Koniec „ławeczki, fajeczki"
Podniesienie granicy wieku emerytalnego stało się faktem Dla wielu ekonomistów to jeszcze nie koniec
Podniesienie wieku emerytalnego do 69. roku życia jest faktem. Od 1 stycznia bieżącego roku obowiązują nowe regulacje. Do 2029 roku ustawowa granica wieku emerytalnego będzie się stopniowo dla poszczególnych roczników podnosiła. Nowa ustawa jest realizacją planu byłego federalnego ministra pracy Franza Münteferinga (SPD).
Wprowadzenie w życie tych zmian dzieje się mimo pełnej kasy rentowej; w zeszłym roku nadwyżka w jej budżecie wyniosła 4,5 miliarda euro. Przyczyniła się do tego dobra koniunktura gospodarcza i znaczący wzrost zatrudnienia. Pozwoliło to federalnej minister pracy Ursuli von der Leyen na przeforsowanie obniżki składek z tytułu ubezpieczenia rentowego z 19,9 do 19,6 procent Na obecny rok Minister zapowiedziała nawet znaczącą podwyżkę rent.
Skoro w kasie nie brakuje pieniędzy, to po co podwyższać wiek eme-, rytalny? W poszukiwaniu odpowiedzi wystarczy rzut oka na dane demograficzne i utrzymującą się tu tendencję. W ostatnich 50 latach oczekiwana długość życia wzrosła o dziesięć lat, przy jednoczesnym spadku liczby urodzeń. Do 2032 roku liczba rencistów w Niemczech wzrośnie o pięć milionów, liczba zaś pracowników, opłacających składki rentowe, spadnie o sześć milionów. Temu niekorzystnemu trendowi, ma przeciwdziałać stopniowe podnoszenie granicy wieku emerytalnego do 67. roku życia.

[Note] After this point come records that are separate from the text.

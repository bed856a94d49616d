//! Output caches: "is there already a fresh artifact for this key?" and "publish this artifact".
//!
//! The disk backend expects the renderer to have written `{generated_dir}/{key}.{ext}` already,
//! so template output paths and cache keys must agree on naming.

pub mod disabled;
pub mod disk;
pub mod object_storage;
pub mod sigv4;

use std::{path::PathBuf, sync::Arc};

use crate::{
    config::{CacheStrategy, ServiceConfig},
    content::CacheKey,
    foundation::error::OgResult,
};

pub use disabled::DisabledCache;
pub use disk::DiskCache;
pub use object_storage::{HttpObjectStore, InMemoryObjectStore, ObjectStorageCache, ObjectStore};
pub use sigv4::{AwsCredentials, SigV4Signer};

/// Cache-Control sent with every published object.
pub const PUBLISHED_CACHE_CONTROL: &str = "max-age=31536000";

/// Where an artifact can be fetched from.
#[derive(Clone, Debug, PartialEq, Eq)]
pub enum ArtifactLocation {
    /// File on the local filesystem.
    Local(PathBuf),
    /// Public URL of a published object.
    Remote(String),
}

impl ArtifactLocation {
    /// Local path, if this is a local artifact.
    pub fn local_path(&self) -> Option<&std::path::Path> {
        match self {
            Self::Local(p) => Some(p),
            Self::Remote(_) => None,
        }
    }
}

impl std::fmt::Display for ArtifactLocation {
    fn fmt(&self, f: &mut std::fmt::Formatter<'_>) -> std::fmt::Result {
        match self {
            Self::Local(p) => write!(f, "{}", p.display()),
            Self::Remote(url) => f.write_str(url),
        }
    }
}

/// Pluggable output-cache backend.
pub trait OutputCache: Send + Sync {
    /// Short backend name for logs.
    fn name(&self) -> &'static str;

    /// Location of a usable artifact for `key`, or `None` on a miss.
    fn lookup(&self, key: &CacheKey) -> OgResult<Option<ArtifactLocation>>;

    /// Make the artifact written at `path` available under `key`.
    ///
    /// Returns the location callers should use, or `None` when the backend keeps nothing.
    fn publish(&self, path: &std::path::Path, key: &CacheKey) -> OgResult<Option<ArtifactLocation>>;

    /// Remove every cached artifact this backend manages. Returns how many were removed.
    fn clear(&self) -> OgResult<usize>;
}

/// Build the backend selected by `cfg.cache_strategy`.
pub fn from_config(cfg: &ServiceConfig) -> OgResult<Arc<dyn OutputCache>> {
    let cache: Arc<dyn OutputCache> = match cfg.cache_strategy {
        CacheStrategy::Disabled => Arc::new(DisabledCache),
        CacheStrategy::Disk => Arc::new(DiskCache::new(
            cfg.generated_dir.clone(),
            cfg.output_format,
            cfg.cache_ttl(),
        )?),
        CacheStrategy::ObjectStorage => {
            let store = HttpObjectStore::from_config(&cfg.object_storage, cfg.fetch_timeout())?;
            Arc::new(ObjectStorageCache::new(
                Arc::new(store),
                cfg.object_storage.resolved_public_base_url(),
                cfg.output_format,
            ))
        }
    };
    tracing::debug!(backend = cache.name(), "output cache ready");
    Ok(cache)
}
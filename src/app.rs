//! Process-level wiring: every long-lived collaborator is built once here and torn down by
//! [`App::close`].

use std::sync::Arc;

use crate::{
    assets::cache::{AssetCache, AssetCacheOpts},
    collab::{
        content_store::ContentStore,
        notify::{Notifier, SlackNotifier, TracingNotifier},
    },
    config::ServiceConfig,
    content::{ContentData, ContentType},
    foundation::error::OgResult,
    output::{self, ArtifactLocation, OutputCache},
    render::encode::EncodeOpts,
    service::{orchestrator::RenderOrchestrator, preview::news_preview},
    template::{
        factory::{TemplateFactory, TemplateSettings},
        fetch::HttpPhotoFetcher,
    },
};

/// A running preview service.
pub struct App {
    config: ServiceConfig,
    assets: Arc<AssetCache>,
    orchestrator: RenderOrchestrator,
    content: Arc<dyn ContentStore>,
}

impl std::fmt::Debug for App {
    fn fmt(&self, f: &mut std::fmt::Formatter<'_>) -> std::fmt::Result {
        f.debug_struct("App")
            .field("assets", &self.assets)
            .field("orchestrator", &self.orchestrator)
            .finish_non_exhaustive()
    }
}

impl App {
    /// Build everything `config` describes and connect `content`.
    pub fn from_config(config: ServiceConfig, content: Arc<dyn ContentStore>) -> OgResult<Self> {
        let output = output::from_config(&config)?;
        Self::with_output_cache(config, content, output)
    }

    /// Like [`App::from_config`] with a caller-provided output cache.
    pub fn with_output_cache(
        config: ServiceConfig,
        content: Arc<dyn ContentStore>,
        output: Arc<dyn OutputCache>,
    ) -> OgResult<Self> {
        config.validate()?;

        let assets = Arc::new(AssetCache::new(AssetCacheOpts {
            root: config.assets_dir.clone(),
            templates: config.templates.clone(),
            capacity: config.asset_cache_capacity,
            ttl: config.cache_ttl(),
            sweep_interval: Some(config.sweep_interval()),
        })?);

        let fetcher = Arc::new(HttpPhotoFetcher::new(config.fetch_timeout())?);
        let factory = Arc::new(TemplateFactory::new(
            Arc::clone(&assets),
            fetcher,
            TemplateSettings::from_config(&config),
        ));

        let notifier: Arc<dyn Notifier> = match &config.alert_webhook {
            Some(url) => Arc::new(SlackNotifier::new(url.clone(), config.fetch_timeout())?),
            None => Arc::new(TracingNotifier),
        };

        let orchestrator = RenderOrchestrator::new(
            factory,
            output,
            notifier,
            config.output_format,
            EncodeOpts {
                quality: config.output_quality,
                effort: config.compression_effort,
            },
        );

        content.connect()?;
        tracing::info!(
            assets = %assets.root().display(),
            generated = %config.generated_dir.display(),
            cache = orchestrator.output().name(),
            "preview service ready"
        );

        Ok(Self {
            config,
            assets,
            orchestrator,
            content,
        })
    }

    /// Preview for the news article `slug`.
    pub fn news_preview(&self, slug: &str, force: bool) -> OgResult<ArtifactLocation> {
        news_preview(self.content.as_ref(), &self.orchestrator, slug, force)
    }

    /// Preview for an explicit record.
    pub fn generate(
        &self,
        content_type: ContentType,
        data: &ContentData,
        force: bool,
    ) -> OgResult<ArtifactLocation> {
        self.orchestrator.generate(content_type, data, force)
    }

    pub fn config(&self) -> &ServiceConfig {
        &self.config
    }

    /// Shared asset cache.
    pub fn assets(&self) -> &Arc<AssetCache> {
        &self.assets
    }

    pub fn orchestrator(&self) -> &RenderOrchestrator {
        &self.orchestrator
    }

    /// Stop the sweep task, drop cached assets and close the content store.
    pub fn close(&self) -> OgResult<()> {
        self.assets.shutdown();
        self.assets.clear();
        self.content.close()?;
        tracing::info!("preview service closed");
        Ok(())
    }
}
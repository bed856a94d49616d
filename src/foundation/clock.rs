use std::time::{Duration, Instant};

use parking_lot::Mutex;

/// Monotonic time source for cache timestamps.
pub trait Clock: Send + Sync {
    /// Current instant.
    fn now(&self) -> Instant;
}

/// Wall-clock backed [`Clock`].
#[derive(Clone, Copy, Debug, Default)]
pub struct SystemClock;

impl Clock for SystemClock {
    fn now(&self) -> Instant {
        Instant::now()
    }
}

/// Manually advanced [`Clock`] for deterministic TTL and eviction tests.
#[derive(Debug)]
pub struct ManualClock {
    base: Instant,
    offset: Mutex<Duration>,
}

impl Default for ManualClock {
    fn default() -> Self {
        Self::new()
    }
}

impl ManualClock {
    /// Start at the current instant with zero offset.
    pub fn new() -> Self {
        Self {
            base: Instant::now(),
            offset: Mutex::new(Duration::ZERO),
        }
    }

    /// Move time forward by `by`.
    pub fn advance(&self, by: Duration) {
        let mut offset = self.offset.lock();
        *offset = offset.saturating_add(by);
    }
}

impl Clock for ManualClock {
    fn now(&self) -> Instant {
        self.base + *self.offset.lock()
    }
}
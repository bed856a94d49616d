//! Template image and font assets: decoding, path registry and the bounded in-memory cache.

pub mod cache;
pub mod decode;
pub mod font;
pub mod registry;
use std::{
    collections::HashMap,
    path::PathBuf,
    sync::atomic::{AtomicBool, Ordering},
};

use parking_lot::RwLock;

use crate::{
    content::{CacheKey, ContentData, ContentType},
    foundation::error::{OgError, OgResult},
};

/// Keyed record lookup with an explicit connection lifecycle.
pub trait ContentStore: Send + Sync {
    /// Open the store. Called once at startup.
    fn connect(&self) -> OgResult<()>;

    /// Record of `content_type` whose identity field equals `id`, or `None`.
    fn fetch_by_identity(&self, content_type: ContentType, id: &str) -> OgResult<Option<ContentData>>;

    /// Release the store. Idempotent.
    fn close(&self) -> OgResult<()>;

    /// News record by slug.
    fn fetch_by_slug(&self, slug: &str) -> OgResult<Option<ContentData>> {
        self.fetch_by_identity(ContentType::News, slug)
    }
}

fn ensure_connected(flag: &AtomicBool) -> OgResult<()> {
    if !flag.load(Ordering::Acquire) {
        return Err(OgError::configuration("content store is not connected"));
    }
    Ok(())
}

/// Reject identities that could not name a file, reusing the cache-key rules.
fn check_identity(content_type: ContentType, id: &str) -> OgResult<()> {
    let record = ContentData::default().with(content_type.identity_field(), id);
    CacheKey::derive(content_type, &record).map(|_| ())
}

/// Records stored as `{root}/{type}/{id}.json`.
#[derive(Debug)]
pub struct JsonDirContentStore {
    root: PathBuf,
    connected: AtomicBool,
}

impl JsonDirContentStore {
    /// Store rooted at `root`. Nothing is touched until [`ContentStore::connect`].
    pub fn new(root: impl Into<PathBuf>) -> Self {
        Self {
            root: root.into(),
            connected: AtomicBool::new(false),
        }
    }

    fn record_path(&self, content_type: ContentType, id: &str) -> PathBuf {
        self.root
            .join(content_type.tag())
            .join(format!("{id}.json"))
    }
}

impl ContentStore for JsonDirContentStore {
    fn connect(&self) -> OgResult<()> {
        if !self.root.is_dir() {
            return Err(OgError::configuration(format!(
                "content directory not found: {}",
                self.root.display()
            )));
        }
        self.connected.store(true, Ordering::Release);
        tracing::debug!(root = %self.root.display(), "content store connected");
        Ok(())
    }

    fn fetch_by_identity(&self, content_type: ContentType, id: &str) -> OgResult<Option<ContentData>> {
        ensure_connected(&self.connected)?;
        if id.is_empty() {
            return Ok(None);
        }
        check_identity(content_type, id)?;

        let path = self.record_path(content_type, id);
        let raw = match std::fs::read_to_string(&path) {
            Ok(raw) => raw,
            Err(e) if e.kind() == std::io::ErrorKind::NotFound => return Ok(None),
            Err(e) => {
                return Err(OgError::upstream(format!("read '{}': {e}", path.display())));
            }
        };
        ContentData::from_json_str(&raw).map(Some)
    }

    fn close(&self) -> OgResult<()> {
        self.connected.store(false, Ordering::Release);
        Ok(())
    }
}

/// Process-local store for tests and demos.
#[derive(Debug, Default)]
pub struct InMemoryContentStore {
    records: RwLock<HashMap<(ContentType, String), ContentData>>,
    connected: AtomicBool,
}

impl InMemoryContentStore {
    pub fn new() -> Self {
        Self::default()
    }

    /// Add or replace a record.
    pub fn insert(&self, content_type: ContentType, id: impl Into<String>, data: ContentData) {
        self.records.write().insert((content_type, id.into()), data);
    }
}

impl ContentStore for InMemoryContentStore {
    fn connect(&self) -> OgResult<()> {
        self.connected.store(true, Ordering::Release);
        Ok(())
    }

    fn fetch_by_identity(&self, content_type: ContentType, id: &str) -> OgResult<Option<ContentData>> {
        ensure_connected(&self.connected)?;
        Ok(self
            .records
            .read()
            .get(&(content_type, id.to_string()))
            .cloned())
    }

    fn close(&self) -> OgResult<()> {
        self.connected.store(false, Ordering::Release);
        Ok(())
    }
}

#[cfg(test)]
#[path = "../../tests/unit/collab/content_store.rs"]
mod tests;
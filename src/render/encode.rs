use std::{io::Cursor, str::FromStr};

use anyhow::Context;
use serde::{Deserialize, Serialize};

use crate::{
    foundation::error::{OgError, OgResult},
    render::canvas::Canvas,
};

/// Encoded artifact format.
#[derive(Clone, Copy, Debug, Default, PartialEq, Eq, Hash, Serialize, Deserialize)]
#[serde(rename_all = "lowercase")]
pub enum OutputFormat {
    /// Lossy WebP with quality and method.
    #[default]
    Webp,
    /// Lossless PNG.
    Png,
    /// Lossy JPEG; alpha is flattened onto white.
    Jpeg,
}

impl OutputFormat {
    /// File extension without the dot.
    pub fn extension(self) -> &'static str {
        match self {
            Self::Webp => "webp",
            Self::Png => "png",
            Self::Jpeg => "jpeg",
        }
    }

    /// MIME type used when publishing.
    pub fn content_type(self) -> &'static str {
        match self {
            Self::Webp => "image/webp",
            Self::Png => "image/png",
            Self::Jpeg => "image/jpeg",
        }
    }

    /// Whether the format can carry an alpha channel.
    pub fn supports_alpha(self) -> bool {
        !matches!(self, Self::Jpeg)
    }
}

impl FromStr for OutputFormat {
    type Err = OgError;

    fn from_str(s: &str) -> Result<Self, Self::Err> {
        match s.trim().to_ascii_lowercase().as_str() {
            "webp" => Ok(Self::Webp),
            "png" => Ok(Self::Png),
            "jpeg" | "jpg" => Ok(Self::Jpeg),
            other => Err(OgError::configuration(format!(
                "unknown output format '{other}'"
            ))),
        }
    }
}

/// Encoder knobs for lossy formats.
#[derive(Clone, Copy, Debug, PartialEq, Eq)]
pub struct EncodeOpts {
    /// Quality, 0..=100.
    pub quality: u8,
    /// WebP method (compression effort), 0..=6.
    pub effort: u8,
}

impl Default for EncodeOpts {
    fn default() -> Self {
        Self {
            quality: 40,
            effort: 6,
        }
    }
}

/// Encode a canvas into `format` bytes.
pub fn encode_canvas(canvas: &Canvas, format: OutputFormat, opts: EncodeOpts) -> OgResult<Vec<u8>> {
    let rgba = if format.supports_alpha() {
        canvas.to_rgba_image()?
    } else {
        canvas.flattened_onto([255, 255, 255]).to_rgba_image()?
    };
    let (width, height) = rgba.dimensions();

    match format {
        OutputFormat::Webp => encode_webp(rgba.as_raw(), width, height, opts),
        OutputFormat::Png => {
            let mut buf = Vec::new();
            image::DynamicImage::ImageRgba8(rgba)
                .write_to(&mut Cursor::new(&mut buf), image::ImageFormat::Png)
                .context("encode png")?;
            Ok(buf)
        }
        OutputFormat::Jpeg => {
            let rgb = image::DynamicImage::ImageRgba8(rgba).to_rgb8();
            let mut buf = Vec::new();
            let encoder = image::codecs::jpeg::JpegEncoder::new_with_quality(
                &mut buf,
                opts.quality.clamp(1, 100),
            );
            rgb.write_with_encoder(encoder).context("encode jpeg")?;
            Ok(buf)
        }
    }
}

fn encode_webp(rgba: &[u8], width: u32, height: u32, opts: EncodeOpts) -> OgResult<Vec<u8>> {
    let mut config = libwebp_sys::WebPConfig::new()
        .map_err(|_| OgError::persistence("webp encoder config init failed"))?;
    config.lossless = 0;
    config.quality = f32::from(opts.quality.min(100));
    config.method = i32::from(opts.effort.min(6));

    let encoder = webp::Encoder::from_rgba(rgba, width, height);
    let mem = encoder
        .encode_advanced(&config)
        .map_err(|e| OgError::persistence(format!("webp encode failed: {e:?}")))?;
    Ok(mem.to_vec())
}

#[cfg(test)]
#[path = "../../tests/unit/render/encode.rs"]
mod tests;
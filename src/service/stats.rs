use std::sync::atomic::{AtomicU64, Ordering};

use crate::content::ContentType;

/// Lifetime counters of one orchestrator.
#[derive(Debug, Default)]
pub struct GenerationStats {
    generated_total: AtomicU64,
    generated_news: AtomicU64,
    renders: AtomicU64,
    cache_hits: AtomicU64,
    failures: AtomicU64,
}

/// Point-in-time copy of [`GenerationStats`].
#[derive(Clone, Copy, Debug, Default, PartialEq, Eq)]
pub struct StatsSnapshot {
    /// Artifacts generated and published (cache misses that succeeded).
    pub generated_total: u64,
    pub generated_news: u64,
    /// Template renders started, including ones that later failed.
    pub renders: u64,
    pub cache_hits: u64,
    pub failures: u64,
}

impl GenerationStats {
    pub(crate) fn record_generated(&self, content_type: ContentType) {
        let total = self.generated_total.fetch_add(1, Ordering::Relaxed) + 1;
        let per_type = match content_type {
            ContentType::News => self.generated_news.fetch_add(1, Ordering::Relaxed) + 1,
        };
        tracing::info!(
            og_image_tasks_total = total,
            per_type,
            content_type = %content_type,
            "generation counters"
        );
    }

    pub(crate) fn record_render(&self) {
        self.renders.fetch_add(1, Ordering::Relaxed);
    }

    pub(crate) fn record_hit(&self) {
        self.cache_hits.fetch_add(1, Ordering::Relaxed);
    }

    pub(crate) fn record_failure(&self) {
        self.failures.fetch_add(1, Ordering::Relaxed);
    }

    /// Copy the counters.
    pub fn snapshot(&self) -> StatsSnapshot {
        StatsSnapshot {
            generated_total: self.generated_total.load(Ordering::Relaxed),
            generated_news: self.generated_news.load(Ordering::Relaxed),
            renders: self.renders.load(Ordering::Relaxed),
            cache_hits: self.cache_hits.load(Ordering::Relaxed),
            failures: self.failures.load(Ordering::Relaxed),
        }
    }
}
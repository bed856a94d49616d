use super::*;

#[test]
fn fnv_matches_reference_vectors() {
    assert_eq!(Fnv1a64::new_default().finish(), 0xcbf2_9ce4_8422_2325);

    let mut h = Fnv1a64::new_default();
    h.write_bytes(b"a");
    assert_eq!(h.finish(), 0xaf63_dc4c_8601_ec8c);
}

#[test]
fn fnv_is_order_sensitive() {
    let mut a = Fnv1a64::new_default();
    a.write_bytes(b"ab");
    let mut b = Fnv1a64::new_default();
    b.write_bytes(b"ba");
    assert_ne!(a.finish(), b.finish());
}

#[test]
fn mul_div255_rounds() {
    assert_eq!(mul_div255_u8(255, 255), 255);
    assert_eq!(mul_div255_u8(128, 255), 128);
    assert_eq!(mul_div255_u8(0, 200), 0);
    assert_eq!(mul_div255_u8(255, 128), 128);
}
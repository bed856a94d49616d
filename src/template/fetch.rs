use std::time::Duration;

use crate::foundation::error::{OgError, OgResult};

/// Downloads background photos for templates.
pub trait PhotoFetcher: Send + Sync {
    /// Body of `url`. Any transport error or non-success status is [`OgError::Upstream`].
    fn fetch(&self, url: &str) -> OgResult<Vec<u8>>;
}

/// Blocking HTTP fetcher with a bounded per-request timeout.
#[derive(Clone, Debug)]
pub struct HttpPhotoFetcher {
    client: reqwest::blocking::Client,
}

impl HttpPhotoFetcher {
    /// Build a client whose requests give up after `timeout`.
    pub fn new(timeout: Duration) -> OgResult<Self> {
        let client = reqwest::blocking::Client::builder()
            .timeout(timeout)
            .connect_timeout(timeout)
            .build()
            .map_err(|e| OgError::configuration(format!("build http client: {e}")))?;
        Ok(Self { client })
    }
}

impl PhotoFetcher for HttpPhotoFetcher {
    fn fetch(&self, url: &str) -> OgResult<Vec<u8>> {
        let response = self
            .client
            .get(url)
            .send()
            .map_err(|e| OgError::upstream(format!("GET {url}: {e}")))?;
        let status = response.status();
        if !status.is_success() {
            return Err(OgError::upstream(format!("GET {url}: status {status}")));
        }
        let body = response
            .bytes()
            .map_err(|e| OgError::upstream(format!("read body of {url}: {e}")))?;
        Ok(body.to_vec())
    }
}

#[cfg(test)]
#[path = "../../tests/unit/template/fetch.rs"]
mod tests;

Tak więc 65-latek, który w tym roku przejdzie na regularną, starczą rentę, musi - zgodnie z nową regulacją prawną - pracować miesiąc dłużej. Urodzeni w roku 1958 będą musieli pracować już do 66. roku życia, a urodzeni w 1964 roku przechodzić będą na rentę dopiero po osiągnięciu 67. roku życia.
Za i przeciw
Krytycy takiego rozwiązania wskazują, że coraz więcej pracowników przechodzi wcześniej na rentę, godząc się na straty finansowe, na obniżenie świadczeń rentowych. Kończąc pracę zawodową, Niemcy mają - średnio - obecnie około 63,2 lat Podniesienie do 67. roku życia wieku rentowego oznacza więc, że uszczerbek finansowy dla tej grupy znacznie wzrośnie. Na przykład urodzeni w roku 1953, przechodząc na wczeniejszą rentę - w wieku 63 lat i po 35 latach opłacania składek do ubezpieczenia rentowego - stracą 9,30 procent świadczenia.
Federalna minister pracy Ursula von der Leyen (CDU) przekonuje, że przedłużenie wieku emerytalnego jest rozwiązaniem koniecznym. „Jeżeli mamy być sprawiedliwi wobec tych, którzy przechodzą na zasłużoną emeryturę, oraz tych, którzy muszą na nią pracować, to podniesienie wieku emerytalnego jest koniecznym rozwiązaniem" - powiedziała w wywiadzie dla Deutschlandmnk. „Alternatywą byłoby obniżenie świadczeń rentowych lub podwyższenie składek ubezpieczenia rentowego dla zatrudnionych".